= Beginning of Section =

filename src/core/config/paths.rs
use std::env;
use std::fs;
use std::path::{Path, PathBuf};

#[derive(Debug, Clone)]
pub struct AppPaths {
    pub project_root: PathBuf,
    pub user_data_dir: PathBuf,
    pub log_dir: PathBuf,
    pub secrets_path: PathBuf,
}

impl AppPaths {
    pub fn new() -> Self {
        let project_root = discover_project_root();
        let user_data_dir = discover_user_data_dir(&project_root);
        Self::from_dirs(project_root, user_data_dir)
    }

    /// Builds paths rooted at explicit directories, creating the log dir.
    pub fn from_dirs(project_root: PathBuf, user_data_dir: PathBuf) -> Self {
        let log_dir = user_data_dir.join("logs");
        let secrets_path = user_data_dir.join("secrets.yaml");

        for dir in [&user_data_dir, &log_dir] {
            let _ = fs::create_dir_all(dir);
        }

        AppPaths {
            project_root,
            user_data_dir,
            log_dir,
            secrets_path,
        }
    }

    /// Resolves a configured path against the project root unless absolute.
    pub fn resolve(&self, path: &Path) -> PathBuf {
        if path.is_absolute() {
            path.to_path_buf()
        } else {
            self.project_root.join(path)
        }
    }
}

impl Default for AppPaths {
    fn default() -> Self {
        Self::new()
    }
}

fn discover_project_root() -> PathBuf {
    if let Ok(root) = env::var("AZWAJ_ROOT") {
        return PathBuf::from(root);
    }

    let manifest_dir = PathBuf::from(env!("CARGO_MANIFEST_DIR"));
    if manifest_dir.join("config.yml").exists() {
        return manifest_dir;
    }

    env::current_dir().unwrap_or(manifest_dir)
}

fn discover_user_data_dir(project_root: &Path) -> PathBuf {
    if let Ok(dir) = env::var("AZWAJ_DATA_DIR") {
        return PathBuf::from(dir);
    }

    if cfg!(debug_assertions) {
        return project_root.to_path_buf();
    }

    if cfg!(target_os = "windows") {
        let base = env::var("LOCALAPPDATA")
            .unwrap_or_else(|_| env::var("USERPROFILE").unwrap_or_else(|_| ".".to_string()));
        return PathBuf::from(base).join("AzwajRag");
    }

    if cfg!(target_os = "macos") {
        return home_dir()
            .join("Library")
            .join("Application Support")
            .join("AzwajRag");
    }

    let xdg = env::var("XDG_DATA_HOME").unwrap_or_else(|_| {
        home_dir()
            .join(".local/share")
            .to_string_lossy()
            .to_string()
    });
    PathBuf::from(xdg).join("azwaj-rag")
}

fn home_dir() -> PathBuf {
    env::var("HOME")
        .or_else(|_| env::var("USERPROFILE"))
        .map(PathBuf::from)
        .unwrap_or_else(|_| PathBuf::from("."))
}
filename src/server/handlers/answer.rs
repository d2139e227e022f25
use std::sync::Arc;

use axum::extract::State;
use axum::response::IntoResponse;
use axum::Json;
use serde::Deserialize;

use crate::core::errors::ApiError;
use crate::state::AppState;

#[derive(Debug, Deserialize)]
pub struct AnswerRequest {
    pub question: String,
}

pub async fn answer(
    State(state): State<Arc<AppState>>,
    Json(payload): Json<AnswerRequest>,
) -> Result<impl IntoResponse, ApiError> {
    let result = state.pipeline.answer(&payload.question).await.map_err(|err| {
        tracing::warn!(stage = ?err.stage(), "Answer request failed: {}", err);
        ApiError::from(err)
    })?;
    Ok(Json(result))
}
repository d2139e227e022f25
pub mod handlers;
pub mod router;
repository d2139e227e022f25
use std::env;
use std::sync::Arc;

use anyhow::Context;
use axum::Router;
use tokio::net::TcpListener;

use azwaj_rag::core::config::AppPaths;
use azwaj_rag::core::logging;
use azwaj_rag::server;
use azwaj_rag::state::AppState;

#[tokio::main]
async fn main() -> anyhow::Result<()> {
    let paths = Arc::new(AppPaths::new());
    logging::init(&paths);

    let state = AppState::initialize(paths)
        .await
        .context("Startup aborted")?;

    let port = env::var("PORT")
        .ok()
        .and_then(|val| val.parse::<u16>().ok())
        .unwrap_or(state.settings.server.port);
    let bind_addr = format!("{}:{}", state.settings.server.host, port);

    let listener = TcpListener::bind(&bind_addr)
        .await
        .with_context(|| format!("Failed to bind to {}", bind_addr))?;
    let addr = listener.local_addr()?;

    println!("AZWAJ_PORT={}", addr.port());
    tracing::info!(
        "Listening on {} ({} passages, top_k {})",
        addr,
        state.pipeline.corpus().size(),
        state.pipeline.top_k()
    );

    let app: Router = server::router::router(state);

    axum::serve(listener, app).await.context("Server error")?;

    Ok(())
}
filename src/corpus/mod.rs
//! Passage corpus: the prepared, embedded biography chunks.

mod store;

pub use store::{normalize_alias, Corpus, PassageRecord};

= End of Section =

# What is being asked
Look through the entries above; copy each line where the string "handlers" appears.

# Task result
filename src/server/handlers/answer.rs
pub mod handlers;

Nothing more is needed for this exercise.